The World’s Second Ultramajor
THE PARTICULARS: Royal Dutch Shell shareholders voted 83 percent in favor of Shell’s £34-billion (US$49 billion) bid to buy BG Group, and 87 percent of BG shareholders followed suit, with a formal completion slated for Feb. 15.
Dissenting shareholders included Standard Life Investments, Shell’s 11th-biggest shareholder. Citing “downside risks,” including Shell’s oil-price assumptions, it voted against the deal.

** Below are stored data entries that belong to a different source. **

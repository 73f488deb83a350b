// ABOUTME: Layered identity-provider settings resolution with best-effort persistence
// ABOUTME: Resolves persisted overrides, environment fallbacks, and hard-coded defaults per field
//
// SPDX-License-Identifier: MIT OR Apache-2.0
// Copyright (c) 2025 Beacon Labs

//! Identity-provider settings resolution.
//!
//! The effective provider configuration is assembled per field from three
//! layers, in strict precedence order: a persisted override in the settings
//! store, a process environment variable, and a hard-coded default. A stored
//! `project_id` with no stored `base_url` still falls back to the
//! environment or default for `base_url` alone.
//!
//! Updates are best-effort durable: when the settings store is unreachable
//! the merged configuration is retained in an in-process overlay so the
//! update stays observable for the remainder of the process lifetime, at
//! the cost of cross-instance consistency.

use std::env;
use std::sync::Arc;

use serde::{Deserialize, Serialize};
use serde_json::Value;
use tokio::sync::RwLock;
use tracing::{debug, warn};
use url::Url;

use crate::database::SettingsStore;
use crate::errors::{AppError, AppResult};

/// Hard-coded default identity-provider base URL
pub const DEFAULT_BASE_URL: &str = "https://api.descope.com";
/// Environment fallback for the provider project identifier
pub const ENV_PROJECT_ID: &str = "DESCOPE_PROJECT_ID";
/// Environment fallback for the provider base URL
pub const ENV_BASE_URL: &str = "DESCOPE_BASE_URL";

/// Settings store key holding the persisted provider configuration
const SETTINGS_KEY: &str = "provider_config";

/// Effective identity-provider configuration.
///
/// `base_url` is always a non-empty absolute URL because the hard-coded
/// default exists; `project_id` stays `None` until configured.
#[derive(Debug, Clone, PartialEq, Eq)]
pub struct ProviderConfig {
    /// Identity-provider project identifier
    pub project_id: Option<String>,
    /// Identity-provider API base URL
    pub base_url: String,
}

/// Persisted partial configuration, stored as a single JSON document.
///
/// Only explicitly configured fields are present; resolution fills the rest
/// from the environment and defaults.
#[derive(Debug, Clone, Default, PartialEq, Eq, Serialize, Deserialize)]
struct StoredConfig {
    #[serde(rename = "projectId", skip_serializing_if = "Option::is_none")]
    project_id: Option<String>,
    #[serde(rename = "baseUrl", skip_serializing_if = "Option::is_none")]
    base_url: Option<String>,
}

/// Partial update to the persisted provider configuration
#[derive(Debug, Clone, Default)]
pub struct ConfigPatch {
    /// New project identifier, when provided
    pub project_id: Option<String>,
    /// New base URL, when provided
    pub base_url: Option<String>,
}

impl ConfigPatch {
    /// Build a patch from a JSON request body, enforcing that any provided
    /// field is a string.
    ///
    /// Unknown fields are ignored.
    ///
    /// # Errors
    /// Returns `Validation` if the body is not an object or a known field
    /// carries a non-string value.
    pub fn from_value(body: &Value) -> AppResult<Self> {
        let Some(object) = body.as_object() else {
            return Err(AppError::validation("settings update must be a JSON object"));
        };

        let mut patch = Self::default();
        for (key, field) in [("projectId", &mut patch.project_id), ("baseUrl", &mut patch.base_url)]
        {
            if let Some(value) = object.get(key) {
                let Some(text) = value.as_str() else {
                    return Err(AppError::validation(format!("'{key}' must be a string")));
                };
                *field = Some(text.to_owned());
            }
        }

        Ok(patch)
    }

    fn is_empty(&self) -> bool {
        self.project_id.is_none() && self.base_url.is_none()
    }
}

/// Outcome of a settings update
#[derive(Debug, Clone)]
pub struct ConfigUpdate {
    /// Newly resolved effective configuration
    pub config: ProviderConfig,
    /// Whether the update reached the durable store. `false` means the
    /// update is held in-process only and will not survive a restart.
    pub durable: bool,
}

/// Layered settings resolver.
///
/// Constructed once per process and shared through the server resources;
/// `resolve` is read-only and safe under concurrency, `update` is
/// last-writer-wins.
pub struct ConfigResolver {
    store: Arc<dyn SettingsStore>,
    /// In-process view of the persisted configuration. Written by `update`
    /// (whether or not persistence succeeded) so its effect is observable by
    /// later `resolve` calls in this process.
    overlay: RwLock<Option<StoredConfig>>,
}

impl ConfigResolver {
    /// Create a resolver over the given settings store
    #[must_use]
    pub fn new(store: Arc<dyn SettingsStore>) -> Self {
        Self {
            store,
            overlay: RwLock::new(None),
        }
    }

    /// Resolve the effective provider configuration.
    ///
    /// Never fails: a store error is logged and resolution degrades to the
    /// environment and default layers. Idempotent and side-effect-free.
    pub async fn resolve(&self) -> ProviderConfig {
        let stored = self.persisted_view().await;
        Self::effective(&stored)
    }

    /// Apply a partial update to the persisted configuration.
    ///
    /// The patch is merged over the currently *persisted* configuration,
    /// not over the fully resolved one, so clearing an environment variable
    /// later does not resurrect stale values. The merged document is
    /// written to the store; if that write fails the update is retained
    /// in-process and the outcome reports `durable: false`.
    ///
    /// # Errors
    /// Returns `Validation` if the patch is empty, a field is an empty
    /// string, or `base_url` is not an absolute http(s) URL.
    pub async fn update(&self, patch: ConfigPatch) -> AppResult<ConfigUpdate> {
        Self::validate(&patch)?;

        let mut stored = self.persisted_view().await;
        if let Some(project_id) = patch.project_id {
            stored.project_id = Some(project_id);
        }
        if let Some(base_url) = patch.base_url {
            stored.base_url = Some(base_url);
        }

        let raw = serde_json::to_string(&stored)
            .map_err(|e| AppError::internal(format!("failed to serialize settings: {e}")))?;

        let durable = match self.store.set(SETTINGS_KEY, &raw).await {
            Ok(()) => true,
            Err(e) => {
                warn!("settings update not persisted, keeping in-memory only: {e}");
                false
            }
        };

        *self.overlay.write().await = Some(stored.clone());
        debug!(durable, "provider settings updated");

        Ok(ConfigUpdate {
            config: Self::effective(&stored),
            durable,
        })
    }

    /// Current persisted view: the in-process overlay when an update has
    /// happened in this process, otherwise the store contents. Store errors
    /// degrade to an empty document.
    async fn persisted_view(&self) -> StoredConfig {
        if let Some(overlay) = self.overlay.read().await.clone() {
            return overlay;
        }

        match self.store.get(SETTINGS_KEY).await {
            Ok(Some(raw)) => serde_json::from_str(&raw).unwrap_or_else(|e| {
                warn!("ignoring malformed persisted settings: {e}");
                StoredConfig::default()
            }),
            Ok(None) => StoredConfig::default(),
            Err(e) => {
                warn!("settings store unavailable, using environment fallbacks: {e}");
                StoredConfig::default()
            }
        }
    }

    fn effective(stored: &StoredConfig) -> ProviderConfig {
        let project_id = non_empty(stored.project_id.clone())
            .or_else(|| non_empty(env::var(ENV_PROJECT_ID).ok()));

        let base_url = non_empty(stored.base_url.clone())
            .or_else(|| non_empty(env::var(ENV_BASE_URL).ok()))
            .unwrap_or_else(|| DEFAULT_BASE_URL.to_owned());

        ProviderConfig {
            project_id,
            base_url,
        }
    }

    fn validate(patch: &ConfigPatch) -> AppResult<()> {
        if patch.is_empty() {
            return Err(AppError::validation(
                "settings update requires at least one of 'projectId' or 'baseUrl'",
            ));
        }

        if let Some(project_id) = &patch.project_id {
            if project_id.trim().is_empty() {
                return Err(AppError::validation("'projectId' must be non-empty"));
            }
        }

        if let Some(base_url) = &patch.base_url {
            let parsed = Url::parse(base_url)
                .map_err(|_| AppError::validation("'baseUrl' must be an absolute URL"))?;
            if parsed.scheme() != "http" && parsed.scheme() != "https" {
                return Err(AppError::validation("'baseUrl' must use http or https"));
            }
        }

        Ok(())
    }
}

fn non_empty(value: Option<String>) -> Option<String> {
    value.filter(|v| !v.trim().is_empty())
}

Over two-thirds of the takeover is funded by Shell’s B shares. The value of the deal has tracked tanking oil prices from US$70 billion in April 2015 to US$50 billion in January. Last April, Shell offered a 50 percent premium to the market value of BG shares, which soon shrank to below 10 percent. THE PAYOFF: Shell now rivals ExxonMobil in the ultramajor league, with both expected to produce 4.3 million barrels of oil equivalent per day in 2020, according to Wood Mackenzie. ExxonMobil will lead in unconventionals and Shell in LNG and deepwater production.

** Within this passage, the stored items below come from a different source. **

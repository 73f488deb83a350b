// ABOUTME: Downstream REST API clients behind trait seams
// ABOUTME: National Weather Service (unauthenticated) and GitHub (outbound-token authenticated)
//
// SPDX-License-Identifier: MIT OR Apache-2.0
// Copyright (c) 2025 Beacon Labs

//! Downstream API clients.
//!
//! Each downstream dependency sits behind a trait so tool implementations
//! and tests are independent of the wire. The real clients classify every
//! failure distinctly: a non-success HTTP status is `DownstreamFailed`, a
//! response whose structure violates the documented shape is
//! `UnexpectedFormat`. Neither is retried.

/// GitHub REST API client
pub mod github;

/// National Weather Service API client
pub mod weather;

pub use github::{GithubClient, NewRepository, Repository, RepositoryHost};
pub use weather::{ForecastPeriod, NwsClient, WeatherAlert, WeatherSource};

The deal will boost Shell’s oil and gas reserves by 25 percent and strengthen its presence in the LNG market. Shell CEO Ben Van Beurden says he’s delighted with the “confidence that shareholders have shown in the strategic logic” of the deal. This is Shell’s biggest-ever acquisition, powering it past Chevron to become the world’s secondlargest non-state oil company.
The takeover will raise Shell’s market value to nearly US$175 billion, while boosting reserves and production, enhancing cash flow and broadening its ability to pay dividends.